Joining a like-minded party in a business venture can make things a little easier. And if you get it right, a business partnership can broaden your reach and help you build a stronger and more profitable business venture.
However, business partnerships, like all other arrangements, come with their share of challenges. For instance, it is not unusual for partners to get into occasional disagreements. But what happens when these disagreements amount to a breach of the partnership agreement? Most importantly, what happens when the breach in question leads to irreconcilable differences?
What are signs a partnership is in trouble?

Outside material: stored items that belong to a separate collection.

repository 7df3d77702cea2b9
//! Authentication primitives.
//!
//! - [`jwt`] -- JWT access-token generation and validation.

pub mod jwt;
//! SJA PDF report endpoint.

use axum::body::Bytes;
use axum::extract::{Path, State};
use axum::http::header::{CONTENT_DISPOSITION, CONTENT_TYPE};
use axum::http::{HeaderValue, StatusCode};
use axum::response::IntoResponse;
use serde::Deserialize;

use hmsnova_core::error::CoreError;
use hmsnova_core::sja::{Attachment, SjaRecord};
use hmsnova_core::types::DbId;
use hmsnova_report::ReportOptions;

use crate::error::{AppError, AppResult};
use crate::middleware::auth::AuthUser;
use crate::state::AppState;

/// Optional body of a report request.
///
/// An empty body is treated as `{}`: the record is loaded by id and no extra
/// attachments are listed.
#[derive(Debug, Default, Deserialize)]
#[serde(rename_all = "camelCase")]
pub struct ReportRequest {
    /// A pre-hydrated record. Loaded from the database when absent.
    #[serde(default)]
    pub record: Option<SjaRecord>,
    /// Already-resolved attachment URLs to list in the report.
    #[serde(default)]
    pub attachment_urls: Vec<String>,
}

impl ReportRequest {
    fn from_body(body: &[u8]) -> AppResult<Self> {
        if body.iter().all(u8::is_ascii_whitespace) {
            return Ok(Self::default());
        }
        serde_json::from_slice(body)
            .map_err(|e| AppError::BadRequest(format!("Invalid request body: {e}")))
    }
}

/// POST /api/v1/sja/{id}/pdf
///
/// Renders the SJA as a PDF attachment. The record must belong to the
/// session's company.
pub async fn generate_pdf(
    user: AuthUser,
    State(state): State<AppState>,
    Path(id): Path<DbId>,
    body: Bytes,
) -> AppResult<impl IntoResponse> {
    let request = ReportRequest::from_body(&body)?;

    let mut record = match request.record {
        Some(record) => {
            if record.id != id {
                return Err(AppError::BadRequest(format!(
                    "Record id {} does not match path id {id}",
                    record.id
                )));
            }
            record.validate_for_report()?;
            record
        }
        None => state
            .records
            .load(id)
            .await?
            .ok_or(CoreError::NotFound { entity: "Sja", id })?,
    };

    user.ensure_company(record.company_id)?;

    record
        .attachments
        .extend(request.attachment_urls.into_iter().map(|url| Attachment { name: None, url }));

    let pdf = state
        .reports
        .generate(&record, &ReportOptions::default())
        .await?;

    tracing::info!(
        sja_id = id,
        user_id = user.user_id,
        bytes = pdf.len(),
        "Served SJA report"
    );

    let disposition = HeaderValue::from_str(&content_disposition(&record.report_filename()))
        .map_err(|e| AppError::InternalError(format!("Invalid Content-Disposition: {e}")))?;

    Ok((
        StatusCode::OK,
        [
            (CONTENT_TYPE, HeaderValue::from_static("application/pdf")),
            (CONTENT_DISPOSITION, disposition),
        ],
        pdf,
    ))
}

/// `attachment; filename="..."`, plus an RFC 5987 `filename*` when the name
/// is not plain ASCII.
fn content_disposition(filename: &str) -> String {
    if filename.is_ascii() {
        return format!("attachment; filename=\"{filename}\"");
    }
    let fallback: String = filename
        .chars()
        .map(|c| if c.is_ascii() { c } else { '_' })
        .collect();
    let encoded: String = filename
        .bytes()
        .map(|b| {
            if b.is_ascii_alphanumeric() || b"-._~".contains(&b) {
                (b as char).to_string()
            } else {
                format!("%{b:02X}")
            }
        })
        .collect();
    format!("attachment; filename=\"{fallback}\"; filename*=UTF-8''{encoded}")
}
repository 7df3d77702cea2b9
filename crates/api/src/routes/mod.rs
pub mod health;
pub mod sja;

use axum::Router;

use crate::state::AppState;

/// Build the `/api/v1` route tree.
///
/// ```text
/// /sja/{id}/pdf                                    generate SJA report (POST)
/// ```
pub fn api_routes() -> Router<AppState> {
    Router::new().nest("/sja", sja::router())
}
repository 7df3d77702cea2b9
use axum::extract::State;
use axum::{routing::get, Json, Router};
use serde::Serialize;

use crate::state::AppState;

/// Health check response payload.
#[derive(Serialize)]
pub struct HealthResponse {
    /// Overall service status.
    pub status: &'static str,
    /// Crate version from Cargo.toml.
    pub version: &'static str,
    /// Whether the database is reachable.
    pub db_healthy: bool,
}

/// GET /health -- returns service and database health.
async fn health_check(State(state): State<AppState>) -> Json<HealthResponse> {
    let db_healthy = hmsnova_db::health_check(&state.pool).await.is_ok();

    let status = if db_healthy { "ok" } else { "degraded" };

    Json(HealthResponse {
        status,
        version: env!("CARGO_PKG_VERSION"),
        db_healthy,
    })
}

/// Mount health check routes (intended for root-level, NOT under `/api/v1`).
pub fn router() -> Router<AppState> {
    Router::new().route("/health", get(health_check))
}
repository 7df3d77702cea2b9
//! Weather forecast block.
//!
//! The snapshot is parsed at this boundary. A snapshot that cannot be parsed
//! never fails the report; a red marker line takes the block's place.

use chrono::NaiveDate;

use hmsnova_core::types::Rgb;
use hmsnova_core::weather::{humanize_symbol_code, parse_weather, DailyWeatherSummary, WeatherReport};

use super::format_date;
use crate::writer::{line_height, ReportWriter, BODY_SIZE, DETAIL_INDENT, SMALL_SIZE, SUBHEADING_SIZE};

pub const PARSE_ERROR_MARKER: &str = "Weather data could not be read";

/// Render the weather block for a raw location snapshot, if there is one.
pub fn render_weather(writer: &mut ReportWriter, location: Option<&str>) {
    let Some(raw) = location.filter(|raw| !raw.trim().is_empty()) else {
        return;
    };

    writer.heading("Weather Forecast");

    let report = match parse_weather(raw) {
        Ok(report) => report,
        Err(e) => {
            tracing::warn!(error = %e, "Failed to parse weather data for report");
            writer.draw_text(PARSE_ERROR_MARKER, BODY_SIZE, false, 0.0, Rgb::RED);
            writer.spacer(10.0);
            return;
        }
    };

    if let Some(line) = location_line(&report) {
        writer.draw_text(&line, BODY_SIZE, false, 0.0, Rgb::GRAY);
        writer.spacer(3.0);
    }

    if report.days.is_empty() {
        writer.draw_text("No forecast available", BODY_SIZE, false, 0.0, Rgb::GRAY);
    }

    for day in &report.days {
        let details = day_lines(day);
        let height = line_height(SUBHEADING_SIZE)
            + details.len() as f32 * line_height(BODY_SIZE)
            + line_height(BODY_SIZE)
            + 4.0;
        writer.ensure_space(height);

        writer.draw_text(&day_title(day), SUBHEADING_SIZE, true, 0.0, Rgb::BLACK);
        for line in &details {
            writer.draw_text(line, BODY_SIZE, false, DETAIL_INDENT, Rgb::BLACK);
        }
        let (risk_text, color) = match (day.risk_label.as_deref(), day.risk_level()) {
            (Some(label), Some(level)) => (format!("Weather risk: {label}"), level.color()),
            (Some(label), None) => (format!("Weather risk: {label}"), Rgb::BLACK),
            (None, _) => ("Weather risk: Unknown".to_string(), Rgb::GRAY),
        };
        writer.draw_text(&risk_text, BODY_SIZE, true, DETAIL_INDENT, color);
        writer.spacer(4.0);
    }

    if let Some(line) = source_line(&report) {
        writer.ensure_space(line_height(SMALL_SIZE));
        writer.draw_text(&line, SMALL_SIZE, false, 0.0, Rgb::GRAY);
    }
    writer.spacer(10.0);
}

fn location_line(report: &WeatherReport) -> Option<String> {
    let coords = match (report.latitude, report.longitude) {
        (Some(lat), Some(lon)) => Some(format!("{lat:.4}, {lon:.4}")),
        _ => None,
    };
    match (report.location_name.as_deref(), coords) {
        (Some(name), Some(coords)) => Some(format!("Location: {name} ({coords})")),
        (Some(name), None) => Some(format!("Location: {name}")),
        (None, Some(coords)) => Some(format!("Location: {coords}")),
        (None, None) => None,
    }
}

fn day_title(day: &DailyWeatherSummary) -> String {
    let date = NaiveDate::parse_from_str(&day.date, "%Y-%m-%d")
        .map(format_date)
        .unwrap_or_else(|_| day.date.clone());
    match (day.day.is_empty(), date.is_empty()) {
        (false, false) => format!("{} {}", day.day, date),
        (false, true) => day.day.clone(),
        _ => date,
    }
}

fn day_lines(day: &DailyWeatherSummary) -> Vec<String> {
    let mut lines = Vec::new();
    if let Some(code) = day.symbol_code.as_deref() {
        lines.push(format!("Conditions: {}", humanize_symbol_code(code)));
    }
    match (day.min_temp, day.max_temp) {
        (Some(min), Some(max)) => lines.push(format!("Temperature: {min:.1} °C to {max:.1} °C")),
        (Some(t), None) | (None, Some(t)) => lines.push(format!("Temperature: {t:.1} °C")),
        (None, None) => {}
    }
    if let Some(wind) = day.max_wind {
        lines.push(format!("Max wind: {wind:.1} m/s"));
    }
    if let Some(precip) = day.total_precipitation {
        lines.push(format!("Precipitation: {precip:.1} mm"));
    }
    lines
}

fn source_line(report: &WeatherReport) -> Option<String> {
    match (report.source.as_deref(), report.timestamp.as_deref()) {
        (Some(source), Some(ts)) => Some(format!("Source: {source}, updated {ts}")),
        (Some(source), None) => Some(format!("Source: {source}")),
        (None, Some(ts)) => Some(format!("Updated {ts}")),
        (None, None) => None,
    }
}

#[cfg(test)]
mod tests {
    use super::*;

    fn day() -> DailyWeatherSummary {
        DailyWeatherSummary {
            day: "Monday".into(),
            date: "2026-03-02".into(),
            symbol_code: Some("partlycloudy_day".into()),
            min_temp: Some(-2.0),
            max_temp: Some(4.5),
            max_wind: Some(6.2),
            total_precipitation: Some(0.4),
            risk_label: Some("Medium".into()),
        }
    }

    #[test]
    fn day_lines_humanize_and_format() {
        assert_eq!(day_title(&day()), "Monday 02.03.2026");
        assert_eq!(
            day_lines(&day()),
            vec![
                "Conditions: partlycloudy day",
                "Temperature: -2.0 °C to 4.5 °C",
                "Max wind: 6.2 m/s",
                "Precipitation: 0.4 mm",
            ]
        );
    }

    #[test]
    fn unparseable_date_is_shown_raw() {
        let mut d = day();
        d.date = "i morgen".into();
        assert_eq!(day_title(&d), "Monday i morgen");
    }

    #[test]
    fn location_and_source_lines() {
        let report = WeatherReport {
            location_name: Some("Oslo".into()),
            latitude: Some(59.9139),
            longitude: Some(10.7522),
            source: Some("MET Norway".into()),
            ..WeatherReport::default()
        };
        assert_eq!(
            location_line(&report).as_deref(),
            Some("Location: Oslo (59.9139, 10.7522)")
        );
        assert_eq!(source_line(&report).as_deref(), Some("Source: MET Norway"));
        assert_eq!(location_line(&WeatherReport::default()), None);
    }
}
//! Base-14 Helvetica metrics and WinAnsi text encoding.
//!
//! The report only uses the standard Helvetica faces, which every PDF reader
//! ships, so no font files are embedded. Widths are the AFM advance widths in
//! thousandths of an em.

/// The two faces used in the report.
#[derive(Debug, Clone, Copy, PartialEq, Eq)]
pub enum Font {
    Regular,
    Bold,
}

impl Font {
    pub fn for_weight(bold: bool) -> Self {
        if bold {
            Self::Bold
        } else {
            Self::Regular
        }
    }

    /// Resource name of the font in page resources.
    pub fn resource_name(self) -> &'static str {
        match self {
            Self::Regular => "F1",
            Self::Bold => "F2",
        }
    }

    pub fn base_font(self) -> &'static str {
        match self {
            Self::Regular => "Helvetica",
            Self::Bold => "Helvetica-Bold",
        }
    }
}

/// Advance widths for U+0020..=U+007E.
const HELVETICA_WIDTHS: [u16; 95] = [
    278, 278, 355, 556, 556, 889, 667, 191, 333, 333, 389, 584, 278, 333, 278, 278, // ' '../
    556, 556, 556, 556, 556, 556, 556, 556, 556, 556, // 0-9
    278, 278, 584, 584, 584, 556, 1015, // :;<=>?@
    667, 667, 722, 722, 667, 611, 778, 722, 278, 500, 667, 556, 833, // A-M
    722, 778, 667, 778, 722, 667, 611, 722, 667, 944, 667, 667, 611, // N-Z
    278, 278, 278, 469, 556, 333, // [\]^_`
    556, 556, 500, 556, 556, 278, 556, 556, 222, 222, 500, 222, 833, // a-m
    556, 556, 556, 556, 333, 500, 278, 556, 500, 722, 500, 500, 500, // n-z
    334, 260, 334, 584, // {|}~
];

const HELVETICA_BOLD_WIDTHS: [u16; 95] = [
    278, 333, 474, 556, 556, 889, 722, 238, 333, 333, 389, 584, 278, 333, 278, 278, // ' '../
    556, 556, 556, 556, 556, 556, 556, 556, 556, 556, // 0-9
    333, 333, 584, 584, 584, 611, 975, // :;<=>?@
    722, 722, 722, 722, 667, 611, 778, 722, 278, 556, 722, 611, 833, // A-M
    722, 778, 667, 778, 722, 667, 611, 722, 667, 944, 667, 667, 611, // N-Z
    333, 278, 333, 584, 556, 333, // [\]^_`
    556, 611, 556, 611, 556, 333, 611, 611, 278, 278, 556, 278, 889, // a-m
    611, 611, 611, 611, 389, 556, 333, 611, 556, 778, 556, 556, 500, // n-z
    389, 280, 389, 584, // {|}~
];

fn char_width(c: char, font: Font) -> u16 {
    let code = c as u32;
    if (0x20..=0x7E).contains(&code) {
        let idx = (code - 0x20) as usize;
        return match font {
            Font::Regular => HELVETICA_WIDTHS[idx],
            Font::Bold => HELVETICA_BOLD_WIDTHS[idx],
        };
    }
    match c {
        'æ' => 889,
        'Æ' => 1000,
        'ø' => 611,
        'Ø' => 778,
        'å' => 556,
        'Å' => 667,
        '—' => 1000,
        '–' => 556,
        '•' => 350,
        '°' => 400,
        _ => 556,
    }
}

/// Width of `text` in points when set in `font` at `size`.
pub fn text_width(text: &str, font: Font, size: f32) -> f32 {
    let units: u32 = text.chars().map(|c| u32::from(char_width(c, font))).sum();
    units as f32 * size / 1000.0
}

/// Encode `text` as WinAnsi (CP-1252) bytes for a base-14 font.
///
/// Latin-1 maps directly; common typographic characters map to their CP-1252
/// slots; everything else becomes `?`.
pub fn encode_win_ansi(text: &str) -> Vec<u8> {
    text.chars()
        .map(|c| match c {
            '\t' => b' ',
            ' '..='~' => c as u8,
            '\u{00A0}'..='\u{00FF}' => c as u32 as u8,
            '€' => 0x80,
            '‚' => 0x82,
            '„' => 0x84,
            '…' => 0x85,
            '‘' => 0x91,
            '’' => 0x92,
            '“' => 0x93,
            '”' => 0x94,
            '•' => 0x95,
            '–' => 0x96,
            '—' => 0x97,
            '™' => 0x99,
            _ => b'?',
        })
        .collect()
}

/// Shorten `text` with a trailing `...` so it fits within `max_width`.
pub fn truncate_to_width(text: &str, font: Font, size: f32, max_width: f32) -> String {
    if text_width(text, font, size) <= max_width {
        return text.to_string();
    }
    let mut out = String::new();
    for c in text.chars() {
        let candidate = format!("{out}{c}...");
        if text_width(&candidate, font, size) > max_width {
            break;
        }
        out.push(c);
    }
    format!("{}...", out.trim_end())
}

Two heads are better than one. However, getting into a business partnership with the wrong individual can turn out to be your worst business decision. Here are some of the signs you need to look out for if you suspect your business partnership could be headed in the wrong direction:
- They are no longer advancing the company’s interests
- They are bypassing you while making crucial business decisions
- They are not owning up to their mistakes
- They are dishonest with you
As soon as you notice these signs, you are better off seeking an audience with your partner. Do not leave anything to chance, especially if your partner’s actions are likely to cost the business money.
What can you do if the partnership sours?
Make no mistake, a breach of a partnership agreement is no small matter. Depending on the nature of the breach and the resulting damages, you may take any of the following steps:
- Reach a settlement and continue with the partnership
- Sue the partner for the resulting damages
- End the partnership
A business partnership, just like any relationship, has its good and bad days. Learning more about Florida business laws can help you protect your rights and interests when addressing a partnership dispute.